Founded in 2013 by Ritesh Agarwal, the hospitality giant counts Masayoshi Son’s SoftBank, NASDAQ-listed Airbnb, Lightspeed Venture Partners, Innoven Capital as investors. However, hit by the Covid-19 pandemic, the company has been struggling to stabilise its finances. In the financial year 2020-21, it reported a 54% year-on-year decline in revenue to $11.66 Mn (INR 89 Cr). It reported a net loss of $31.57 Mn (INR 241 Cr) during the fiscal, lower than $42.7 Mn (INR 326 Cr) in FY20.

Delhivery

The Gurugram-based logistics unicorn filed its draft red herring prospectus (DRHP) for raising $977.38 Mn (INR 7,460 Cr) in November last year. The offer included a fresh issue of shares worth up to $655.08 Mn (INR 5,000 Cr) and an offer for sale (OFS) of up to $322.3 Mn (INR 2,460 Cr).

The company became the first unicorn to receive a final nod from SEBI in the year 2022. The IPO was expected to hit the markets in the first week of March this year. However, the company has continued to delay its launch amid market uncertainty and the fear of colliding with other big IPOs.

As per its DRHP, SoftBank, a key investor, will be offloading shares worth $98.2 Mn (INR 750 Cr), whereas Carlyle Group is likely to sell shares worth $120.53 Mn (INR 920 Cr).

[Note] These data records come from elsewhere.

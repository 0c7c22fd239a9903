//! In-memory savings cushion.

use tokio::sync::Mutex;
use tracing::debug;
use weekclose_core::ports::SavingsBalanceStore;
use weekclose_shared::{Money, StoreError, StoreResult};

/// A single running balance behind an async mutex.
#[derive(Debug, Default)]
pub struct MemorySavingsStore {
    balance: Mutex<Money>,
}

impl MemorySavingsStore {
    /// Creates a cushion with an opening balance.
    #[must_use]
    pub fn new(balance: Money) -> Self {
        Self {
            balance: Mutex::new(balance),
        }
    }
}

fn reject_negative(amount: Money) -> StoreResult<()> {
    if amount.is_negative() {
        return Err(StoreError::Rejected(format!("negative amount {amount}")));
    }
    Ok(())
}

impl SavingsBalanceStore for MemorySavingsStore {
    async fn get_balance(&self) -> StoreResult<Money> {
        Ok(*self.balance.lock().await)
    }

    async fn add(&self, amount: Money) -> StoreResult<Money> {
        reject_negative(amount)?;
        let mut balance = self.balance.lock().await;
        *balance += amount;
        debug!(amount = %amount, balance = %*balance, "Savings deposit");
        Ok(*balance)
    }

    async fn withdraw(&self, amount: Money) -> StoreResult<Money> {
        reject_negative(amount)?;
        let mut balance = self.balance.lock().await;
        let withdrawn = amount.min(*balance);
        *balance -= withdrawn;
        debug!(requested = %amount, withdrawn = %withdrawn, balance = %*balance, "Savings withdrawal");
        Ok(withdrawn)
    }
}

Times Internet will be selling shares worth $43.23 Mn (INR 330 Cr). Three cofounders — Kapil Bharati, Mohit Tandon, and Suraj Saharan — will be offloading shares worth $1.83 Mn (INR 14 Cr), $5.24 Mn (INR 40 Cr), and $7.86 Mn (INR 6 Cr), respectively. 

Snapdeal

Snapdeal filed for a $163.77 Mn (INR 1250 Cr) IPO in December 2021 at a $1.5 Bn valuation. There is also a secondary share sale offer by Softbank, however, the founders and other major investors such as Temasek or Blackrock will not sell their stakes. 

The ecommerce startup is yet to receive the final nod from SEBI. However, the company has been under the radar of analysts for its merger fiasco with Flipkart and the pivot later in 2017. 

Once a leading ecommerce marketplace with a $6.5 Bn valuation, the company is today operating as a pure play value ecommerce platform at a valuation of $1 Bn. Its SaaS subsidiary Unicommerce eSolutions Pvt. is one of the key revenue contributors to its operations. 

Despite building an active user base of approximately 4 crore users, 20 crore app installs, 1.48 crore annual transacting customers and 86.93% share of sales from outside metro cities, the company is still struggling financially.

In its DRHP, the company highlighted that it may continue to see a drop in revenue and net merchandise value. It reported negative cash flows for the six months ended September 30, 2021, and FY21, FY20 and FY19.

Summing up

The roadmap is still not clear for the other startups planning IPO in 2022-23. High market volatility, global economic crash downs, and persistent fear of the next wave of COVID are among the factors pushing companies to keep their IPO plans on hold. 

Moreover, the quarter has again seen a surge in late-stage funding. As per Inc42 data, Indian startups raised more than $11.8 Bn across 506 funding deals in Q1 2022. Mega rounds (deals of over $100 Mn) saw a major uptick, with the total number of such rounds rising 173% from 11 in 2021 to 30 in Q1 2022.

Notably, close to 48% of the mega-round capital went to the enterprise tech sector, amounting to $2.8 Bn. Ecommerce startups received $1.9 Bn, While fintech emerged as the third biggest avenue for funding, receiving $1.8 Bn in total investment inflows in the first quarter of 2022. 

At the same time, the startups are again getting back to the drawing board, with SEBI proposing new rules on the pricing of IPOs in the backdrop of the continuous fall in the share prices of listed internet startups such as Paytm, Zomato, among others, on the stock exchanges.

The regulator wants new-age tech firms to explain in detail the pricing of shares for initial public offerings (IPO), compare it to pre-IPO share sales and publish all pre-IPO investor presentations to help investors make informed decisions. This would make it difficult for loss-making startups to get a high valuation listing on the stock exchanges. 

The bigger question here is: Will all these factors put together bring a pause to the IPO frenzy in the Indian startup ecosystem? Or will SEBI provide the startups with a way to list and prove their worth, and offer exit to their early investors without compromising on the interest of retail investors?